### Input for this task
◆ ◆ ◆ ◆ ◆
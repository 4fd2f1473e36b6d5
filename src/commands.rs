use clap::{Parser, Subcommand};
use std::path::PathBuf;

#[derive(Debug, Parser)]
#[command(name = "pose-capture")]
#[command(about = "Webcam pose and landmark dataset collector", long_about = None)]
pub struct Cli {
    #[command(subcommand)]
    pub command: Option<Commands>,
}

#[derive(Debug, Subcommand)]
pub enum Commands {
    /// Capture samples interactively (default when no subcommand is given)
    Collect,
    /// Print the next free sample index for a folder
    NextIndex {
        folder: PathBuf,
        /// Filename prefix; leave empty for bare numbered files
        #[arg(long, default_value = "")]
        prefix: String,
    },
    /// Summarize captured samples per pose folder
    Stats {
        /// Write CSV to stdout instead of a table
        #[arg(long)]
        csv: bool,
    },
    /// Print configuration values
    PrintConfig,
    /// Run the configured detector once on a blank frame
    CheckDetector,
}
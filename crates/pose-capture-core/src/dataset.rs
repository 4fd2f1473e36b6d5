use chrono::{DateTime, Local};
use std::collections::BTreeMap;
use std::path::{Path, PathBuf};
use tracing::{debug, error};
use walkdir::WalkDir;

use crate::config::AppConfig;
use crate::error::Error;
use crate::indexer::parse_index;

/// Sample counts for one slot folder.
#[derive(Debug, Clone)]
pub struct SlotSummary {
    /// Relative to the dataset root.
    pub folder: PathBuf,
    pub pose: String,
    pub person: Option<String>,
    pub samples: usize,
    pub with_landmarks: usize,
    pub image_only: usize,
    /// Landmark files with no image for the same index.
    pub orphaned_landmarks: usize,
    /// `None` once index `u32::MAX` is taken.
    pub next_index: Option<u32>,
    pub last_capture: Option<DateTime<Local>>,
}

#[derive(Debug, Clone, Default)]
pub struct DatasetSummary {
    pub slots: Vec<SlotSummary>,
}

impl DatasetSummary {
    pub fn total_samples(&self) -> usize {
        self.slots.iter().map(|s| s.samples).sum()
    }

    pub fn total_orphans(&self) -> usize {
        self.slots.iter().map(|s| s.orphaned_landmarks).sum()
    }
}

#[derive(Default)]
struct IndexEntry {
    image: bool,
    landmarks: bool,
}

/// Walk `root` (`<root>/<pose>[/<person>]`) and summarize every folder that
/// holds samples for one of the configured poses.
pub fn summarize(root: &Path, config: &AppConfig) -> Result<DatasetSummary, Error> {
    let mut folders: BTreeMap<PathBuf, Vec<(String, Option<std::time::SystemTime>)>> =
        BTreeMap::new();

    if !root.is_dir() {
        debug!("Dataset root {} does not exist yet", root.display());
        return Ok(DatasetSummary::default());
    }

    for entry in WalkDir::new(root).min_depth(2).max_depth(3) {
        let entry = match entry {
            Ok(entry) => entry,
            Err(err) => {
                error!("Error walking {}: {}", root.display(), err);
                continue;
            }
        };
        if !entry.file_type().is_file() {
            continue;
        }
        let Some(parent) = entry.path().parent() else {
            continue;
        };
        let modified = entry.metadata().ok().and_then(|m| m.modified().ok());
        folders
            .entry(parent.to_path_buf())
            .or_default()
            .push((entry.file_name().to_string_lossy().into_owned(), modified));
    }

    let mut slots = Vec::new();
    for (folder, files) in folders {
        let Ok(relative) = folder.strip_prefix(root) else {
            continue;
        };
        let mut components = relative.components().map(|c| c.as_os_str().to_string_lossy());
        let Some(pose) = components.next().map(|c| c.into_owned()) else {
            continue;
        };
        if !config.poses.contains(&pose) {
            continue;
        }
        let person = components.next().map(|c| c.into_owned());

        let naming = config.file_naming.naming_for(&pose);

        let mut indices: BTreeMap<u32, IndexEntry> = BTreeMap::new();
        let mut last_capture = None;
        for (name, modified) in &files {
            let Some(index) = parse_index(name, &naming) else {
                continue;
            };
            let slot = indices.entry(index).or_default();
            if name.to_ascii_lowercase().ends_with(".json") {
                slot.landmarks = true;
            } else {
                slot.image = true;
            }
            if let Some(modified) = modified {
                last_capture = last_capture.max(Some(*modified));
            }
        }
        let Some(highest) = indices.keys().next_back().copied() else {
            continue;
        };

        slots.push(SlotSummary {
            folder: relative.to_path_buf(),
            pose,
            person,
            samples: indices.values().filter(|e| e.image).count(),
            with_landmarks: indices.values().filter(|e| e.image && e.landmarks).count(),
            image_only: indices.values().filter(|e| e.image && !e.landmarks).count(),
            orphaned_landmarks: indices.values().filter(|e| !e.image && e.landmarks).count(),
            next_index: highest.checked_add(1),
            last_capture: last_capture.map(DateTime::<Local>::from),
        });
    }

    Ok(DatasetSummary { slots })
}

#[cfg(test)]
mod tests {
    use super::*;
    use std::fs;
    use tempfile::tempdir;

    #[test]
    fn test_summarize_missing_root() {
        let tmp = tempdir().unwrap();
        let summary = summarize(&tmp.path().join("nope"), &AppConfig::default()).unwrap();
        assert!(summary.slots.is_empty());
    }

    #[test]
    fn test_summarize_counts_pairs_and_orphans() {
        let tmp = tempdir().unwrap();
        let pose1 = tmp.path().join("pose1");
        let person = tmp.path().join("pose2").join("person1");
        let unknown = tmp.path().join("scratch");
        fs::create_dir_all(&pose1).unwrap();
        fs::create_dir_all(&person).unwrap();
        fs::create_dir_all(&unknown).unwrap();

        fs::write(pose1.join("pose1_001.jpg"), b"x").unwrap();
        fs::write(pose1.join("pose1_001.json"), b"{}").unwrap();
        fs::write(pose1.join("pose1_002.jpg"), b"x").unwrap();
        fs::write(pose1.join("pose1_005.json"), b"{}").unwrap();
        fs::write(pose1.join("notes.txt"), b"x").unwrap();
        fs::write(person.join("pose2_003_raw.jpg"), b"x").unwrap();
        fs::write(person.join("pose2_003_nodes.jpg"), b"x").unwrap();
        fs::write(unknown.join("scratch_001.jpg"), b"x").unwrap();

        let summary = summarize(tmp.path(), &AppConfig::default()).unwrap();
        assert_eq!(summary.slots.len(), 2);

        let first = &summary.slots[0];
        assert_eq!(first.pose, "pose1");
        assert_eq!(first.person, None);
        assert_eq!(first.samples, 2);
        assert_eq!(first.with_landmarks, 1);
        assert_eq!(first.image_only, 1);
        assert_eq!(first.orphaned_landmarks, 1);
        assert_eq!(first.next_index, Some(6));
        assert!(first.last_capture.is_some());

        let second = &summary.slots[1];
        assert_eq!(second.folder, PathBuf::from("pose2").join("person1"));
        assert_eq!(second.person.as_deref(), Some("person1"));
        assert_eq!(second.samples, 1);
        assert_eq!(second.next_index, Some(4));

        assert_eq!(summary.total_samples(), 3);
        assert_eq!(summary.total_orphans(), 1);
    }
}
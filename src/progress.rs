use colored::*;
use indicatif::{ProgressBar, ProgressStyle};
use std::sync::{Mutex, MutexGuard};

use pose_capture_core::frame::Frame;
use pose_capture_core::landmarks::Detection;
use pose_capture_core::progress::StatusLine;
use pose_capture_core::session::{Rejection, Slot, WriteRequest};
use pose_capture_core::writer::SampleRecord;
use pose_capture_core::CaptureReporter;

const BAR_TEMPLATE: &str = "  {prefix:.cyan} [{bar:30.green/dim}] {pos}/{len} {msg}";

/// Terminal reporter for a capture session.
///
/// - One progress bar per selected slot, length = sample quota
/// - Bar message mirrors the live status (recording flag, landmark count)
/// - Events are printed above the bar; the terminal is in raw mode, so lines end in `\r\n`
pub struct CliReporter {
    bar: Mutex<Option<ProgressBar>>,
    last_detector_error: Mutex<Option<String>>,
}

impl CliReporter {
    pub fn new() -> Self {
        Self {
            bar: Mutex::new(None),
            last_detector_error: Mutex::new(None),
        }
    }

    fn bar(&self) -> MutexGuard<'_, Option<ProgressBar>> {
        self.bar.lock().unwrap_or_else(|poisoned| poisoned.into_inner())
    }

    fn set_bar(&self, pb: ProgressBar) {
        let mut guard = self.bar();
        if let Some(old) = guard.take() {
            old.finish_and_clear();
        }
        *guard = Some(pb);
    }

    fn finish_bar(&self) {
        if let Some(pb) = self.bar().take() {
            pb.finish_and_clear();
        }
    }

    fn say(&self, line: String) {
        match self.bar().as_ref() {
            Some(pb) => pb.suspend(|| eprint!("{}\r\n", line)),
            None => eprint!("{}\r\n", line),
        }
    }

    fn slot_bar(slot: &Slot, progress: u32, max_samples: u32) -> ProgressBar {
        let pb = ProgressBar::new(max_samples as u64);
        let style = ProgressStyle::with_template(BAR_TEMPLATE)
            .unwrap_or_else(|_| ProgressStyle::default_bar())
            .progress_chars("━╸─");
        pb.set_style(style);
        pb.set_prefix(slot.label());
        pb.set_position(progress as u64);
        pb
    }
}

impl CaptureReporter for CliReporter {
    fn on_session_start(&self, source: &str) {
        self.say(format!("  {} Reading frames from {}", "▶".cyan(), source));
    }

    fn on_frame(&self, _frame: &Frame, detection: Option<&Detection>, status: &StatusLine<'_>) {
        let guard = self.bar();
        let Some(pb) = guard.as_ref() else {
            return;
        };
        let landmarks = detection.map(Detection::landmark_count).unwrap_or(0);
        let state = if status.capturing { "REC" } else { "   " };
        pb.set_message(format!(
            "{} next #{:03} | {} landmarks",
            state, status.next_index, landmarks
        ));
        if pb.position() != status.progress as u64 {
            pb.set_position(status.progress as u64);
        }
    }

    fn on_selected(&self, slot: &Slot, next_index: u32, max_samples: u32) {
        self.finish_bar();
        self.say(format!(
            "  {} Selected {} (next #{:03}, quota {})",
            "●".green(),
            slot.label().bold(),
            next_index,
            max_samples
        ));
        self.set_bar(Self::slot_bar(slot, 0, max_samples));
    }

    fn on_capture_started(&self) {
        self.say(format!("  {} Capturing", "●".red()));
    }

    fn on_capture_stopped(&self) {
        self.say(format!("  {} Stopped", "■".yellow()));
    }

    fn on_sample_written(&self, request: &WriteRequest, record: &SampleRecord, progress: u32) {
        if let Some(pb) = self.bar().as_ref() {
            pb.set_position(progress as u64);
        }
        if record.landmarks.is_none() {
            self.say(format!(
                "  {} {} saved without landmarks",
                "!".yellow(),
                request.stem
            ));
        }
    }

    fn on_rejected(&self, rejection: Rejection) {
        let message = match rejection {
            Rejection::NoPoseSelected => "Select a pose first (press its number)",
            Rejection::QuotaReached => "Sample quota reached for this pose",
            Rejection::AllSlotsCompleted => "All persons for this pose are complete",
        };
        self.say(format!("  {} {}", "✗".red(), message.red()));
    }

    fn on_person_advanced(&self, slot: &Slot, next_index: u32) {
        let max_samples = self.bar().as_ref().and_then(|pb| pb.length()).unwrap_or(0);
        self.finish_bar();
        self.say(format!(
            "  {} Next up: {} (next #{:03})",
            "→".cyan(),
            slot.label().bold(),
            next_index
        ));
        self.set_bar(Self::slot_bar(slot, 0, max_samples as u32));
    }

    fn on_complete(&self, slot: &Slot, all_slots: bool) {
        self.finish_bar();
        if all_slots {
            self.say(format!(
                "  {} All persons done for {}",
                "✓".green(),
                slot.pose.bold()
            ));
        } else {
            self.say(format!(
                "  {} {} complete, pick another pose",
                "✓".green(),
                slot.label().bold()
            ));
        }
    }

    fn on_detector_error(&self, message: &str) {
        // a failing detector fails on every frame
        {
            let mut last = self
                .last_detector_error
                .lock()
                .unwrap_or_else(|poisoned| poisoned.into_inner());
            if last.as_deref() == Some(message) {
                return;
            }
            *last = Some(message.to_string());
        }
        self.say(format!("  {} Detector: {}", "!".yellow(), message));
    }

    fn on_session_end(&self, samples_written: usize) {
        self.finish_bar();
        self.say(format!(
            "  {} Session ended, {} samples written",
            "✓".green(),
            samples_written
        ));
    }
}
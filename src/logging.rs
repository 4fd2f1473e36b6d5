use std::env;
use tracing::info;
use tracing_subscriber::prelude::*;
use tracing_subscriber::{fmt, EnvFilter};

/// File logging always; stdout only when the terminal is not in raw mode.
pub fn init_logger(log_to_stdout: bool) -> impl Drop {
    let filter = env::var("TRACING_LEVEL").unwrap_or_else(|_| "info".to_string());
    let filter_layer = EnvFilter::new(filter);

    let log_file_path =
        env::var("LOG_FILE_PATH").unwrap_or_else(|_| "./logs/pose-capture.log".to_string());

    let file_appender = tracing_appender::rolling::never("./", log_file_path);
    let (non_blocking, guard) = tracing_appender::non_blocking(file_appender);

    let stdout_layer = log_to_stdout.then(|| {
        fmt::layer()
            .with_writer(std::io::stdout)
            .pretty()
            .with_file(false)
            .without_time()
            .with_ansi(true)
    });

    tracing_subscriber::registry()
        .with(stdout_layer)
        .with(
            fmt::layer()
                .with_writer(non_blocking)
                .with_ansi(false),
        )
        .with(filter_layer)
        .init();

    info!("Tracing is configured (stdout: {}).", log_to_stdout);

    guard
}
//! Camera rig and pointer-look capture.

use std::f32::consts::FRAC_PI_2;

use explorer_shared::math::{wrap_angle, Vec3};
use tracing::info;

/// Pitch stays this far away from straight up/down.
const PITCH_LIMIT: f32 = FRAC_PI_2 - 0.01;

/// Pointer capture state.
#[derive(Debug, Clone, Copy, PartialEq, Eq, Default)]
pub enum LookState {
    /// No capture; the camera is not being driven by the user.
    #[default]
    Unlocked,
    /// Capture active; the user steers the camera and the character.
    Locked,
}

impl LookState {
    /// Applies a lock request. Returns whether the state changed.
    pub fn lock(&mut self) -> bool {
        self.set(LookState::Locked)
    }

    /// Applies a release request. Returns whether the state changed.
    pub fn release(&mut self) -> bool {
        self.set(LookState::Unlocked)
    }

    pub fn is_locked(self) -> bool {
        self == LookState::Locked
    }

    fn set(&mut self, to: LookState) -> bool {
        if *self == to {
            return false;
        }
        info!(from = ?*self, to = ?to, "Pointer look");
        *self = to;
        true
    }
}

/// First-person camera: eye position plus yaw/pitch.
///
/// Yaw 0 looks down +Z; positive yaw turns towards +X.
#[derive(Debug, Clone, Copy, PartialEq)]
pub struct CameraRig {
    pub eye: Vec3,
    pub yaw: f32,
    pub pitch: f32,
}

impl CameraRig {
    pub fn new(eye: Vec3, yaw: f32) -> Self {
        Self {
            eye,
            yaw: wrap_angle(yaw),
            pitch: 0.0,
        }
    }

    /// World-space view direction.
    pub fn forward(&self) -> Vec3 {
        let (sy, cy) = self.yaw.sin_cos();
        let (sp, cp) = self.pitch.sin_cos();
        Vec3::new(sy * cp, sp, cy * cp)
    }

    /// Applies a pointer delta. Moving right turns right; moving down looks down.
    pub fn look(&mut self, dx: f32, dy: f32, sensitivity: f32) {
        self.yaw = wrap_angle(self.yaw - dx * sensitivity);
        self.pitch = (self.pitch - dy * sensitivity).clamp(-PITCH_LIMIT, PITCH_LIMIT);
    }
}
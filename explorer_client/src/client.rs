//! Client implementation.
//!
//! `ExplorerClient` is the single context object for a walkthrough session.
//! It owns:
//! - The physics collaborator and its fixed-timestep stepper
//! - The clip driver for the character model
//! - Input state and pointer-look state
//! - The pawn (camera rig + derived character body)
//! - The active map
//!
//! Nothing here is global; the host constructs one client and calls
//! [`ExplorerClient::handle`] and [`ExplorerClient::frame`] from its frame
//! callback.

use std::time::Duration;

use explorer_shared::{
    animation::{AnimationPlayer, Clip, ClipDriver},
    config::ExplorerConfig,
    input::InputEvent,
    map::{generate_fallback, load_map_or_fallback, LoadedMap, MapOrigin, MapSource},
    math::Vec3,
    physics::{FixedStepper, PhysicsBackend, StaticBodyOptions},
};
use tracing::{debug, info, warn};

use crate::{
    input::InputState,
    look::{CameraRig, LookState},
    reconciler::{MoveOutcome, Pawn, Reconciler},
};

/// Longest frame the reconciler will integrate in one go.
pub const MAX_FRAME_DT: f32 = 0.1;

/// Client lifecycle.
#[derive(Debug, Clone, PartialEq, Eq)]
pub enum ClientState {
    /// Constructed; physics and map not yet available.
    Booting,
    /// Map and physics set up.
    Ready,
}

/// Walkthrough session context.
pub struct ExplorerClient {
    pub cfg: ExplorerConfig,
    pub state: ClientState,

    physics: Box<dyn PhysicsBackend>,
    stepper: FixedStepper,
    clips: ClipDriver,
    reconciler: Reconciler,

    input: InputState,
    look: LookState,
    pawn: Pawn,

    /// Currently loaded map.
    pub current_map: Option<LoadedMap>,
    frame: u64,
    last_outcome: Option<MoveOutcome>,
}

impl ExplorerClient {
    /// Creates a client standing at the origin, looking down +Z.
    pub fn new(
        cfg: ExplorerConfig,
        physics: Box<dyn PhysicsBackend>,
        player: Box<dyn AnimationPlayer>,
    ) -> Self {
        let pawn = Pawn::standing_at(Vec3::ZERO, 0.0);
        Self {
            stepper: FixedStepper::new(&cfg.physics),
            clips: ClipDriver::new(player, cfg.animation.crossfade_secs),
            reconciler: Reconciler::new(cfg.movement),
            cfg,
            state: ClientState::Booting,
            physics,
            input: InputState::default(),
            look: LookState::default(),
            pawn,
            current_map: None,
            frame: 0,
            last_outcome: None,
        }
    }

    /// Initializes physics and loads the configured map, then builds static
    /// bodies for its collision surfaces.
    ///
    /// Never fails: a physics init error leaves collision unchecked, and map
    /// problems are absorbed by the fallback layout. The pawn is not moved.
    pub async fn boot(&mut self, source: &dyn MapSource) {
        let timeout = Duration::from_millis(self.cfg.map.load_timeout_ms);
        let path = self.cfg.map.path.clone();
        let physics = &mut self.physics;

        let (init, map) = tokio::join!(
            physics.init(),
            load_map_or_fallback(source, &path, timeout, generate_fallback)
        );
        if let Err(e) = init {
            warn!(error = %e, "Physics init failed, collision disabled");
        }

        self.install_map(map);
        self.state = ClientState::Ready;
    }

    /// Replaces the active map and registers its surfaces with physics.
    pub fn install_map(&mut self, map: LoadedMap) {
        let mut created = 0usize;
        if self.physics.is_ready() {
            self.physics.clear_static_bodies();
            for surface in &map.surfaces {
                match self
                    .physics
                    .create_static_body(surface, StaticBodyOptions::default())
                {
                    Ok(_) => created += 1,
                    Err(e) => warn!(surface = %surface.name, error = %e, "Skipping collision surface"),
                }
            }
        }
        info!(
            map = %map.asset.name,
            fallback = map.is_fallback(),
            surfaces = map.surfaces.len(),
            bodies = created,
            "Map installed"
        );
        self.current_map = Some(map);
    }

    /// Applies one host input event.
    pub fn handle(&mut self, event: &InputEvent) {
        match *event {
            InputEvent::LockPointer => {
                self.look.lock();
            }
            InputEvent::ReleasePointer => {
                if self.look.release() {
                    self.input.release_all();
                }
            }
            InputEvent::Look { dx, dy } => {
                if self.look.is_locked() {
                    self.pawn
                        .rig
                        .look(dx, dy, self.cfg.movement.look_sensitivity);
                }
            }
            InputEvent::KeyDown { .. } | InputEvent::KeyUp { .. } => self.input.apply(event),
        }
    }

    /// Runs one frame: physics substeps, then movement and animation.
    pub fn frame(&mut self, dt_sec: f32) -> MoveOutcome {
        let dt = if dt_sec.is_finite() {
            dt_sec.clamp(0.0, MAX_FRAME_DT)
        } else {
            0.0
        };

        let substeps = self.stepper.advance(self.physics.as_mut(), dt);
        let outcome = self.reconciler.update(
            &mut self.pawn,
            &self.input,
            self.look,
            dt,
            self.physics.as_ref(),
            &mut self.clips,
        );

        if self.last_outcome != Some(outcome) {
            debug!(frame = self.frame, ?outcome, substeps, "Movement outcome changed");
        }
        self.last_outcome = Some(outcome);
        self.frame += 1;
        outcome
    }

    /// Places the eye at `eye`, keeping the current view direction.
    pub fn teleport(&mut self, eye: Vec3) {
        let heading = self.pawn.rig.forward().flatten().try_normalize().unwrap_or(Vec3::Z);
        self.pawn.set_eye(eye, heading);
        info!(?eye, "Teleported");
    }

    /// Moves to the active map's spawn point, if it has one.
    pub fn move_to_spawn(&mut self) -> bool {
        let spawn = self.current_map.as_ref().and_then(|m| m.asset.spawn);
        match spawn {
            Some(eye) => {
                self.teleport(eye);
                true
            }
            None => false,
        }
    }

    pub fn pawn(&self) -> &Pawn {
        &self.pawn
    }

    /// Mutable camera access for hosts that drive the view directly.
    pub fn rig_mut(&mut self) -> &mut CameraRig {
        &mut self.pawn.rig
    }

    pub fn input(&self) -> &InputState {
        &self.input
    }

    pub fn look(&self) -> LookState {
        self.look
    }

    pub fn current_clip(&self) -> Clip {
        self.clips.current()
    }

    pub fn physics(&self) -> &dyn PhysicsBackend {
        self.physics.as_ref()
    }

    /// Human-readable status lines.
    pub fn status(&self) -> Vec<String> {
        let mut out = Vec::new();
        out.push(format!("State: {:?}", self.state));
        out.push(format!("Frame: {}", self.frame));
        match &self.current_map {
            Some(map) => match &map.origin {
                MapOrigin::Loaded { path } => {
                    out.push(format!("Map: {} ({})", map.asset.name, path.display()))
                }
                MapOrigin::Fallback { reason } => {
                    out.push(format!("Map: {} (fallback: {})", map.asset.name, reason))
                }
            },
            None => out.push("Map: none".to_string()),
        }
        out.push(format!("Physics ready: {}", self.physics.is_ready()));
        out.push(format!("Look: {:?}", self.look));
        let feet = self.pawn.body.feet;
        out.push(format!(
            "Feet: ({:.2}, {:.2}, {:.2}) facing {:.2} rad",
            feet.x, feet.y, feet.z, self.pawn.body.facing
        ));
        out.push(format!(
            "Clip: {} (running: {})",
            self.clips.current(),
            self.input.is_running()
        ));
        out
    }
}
◆ ◆ ◆ ◆ ◆
### What the task asks
Find the lines in the records above that hold the word "push", and give only how many there are.

### Response box
11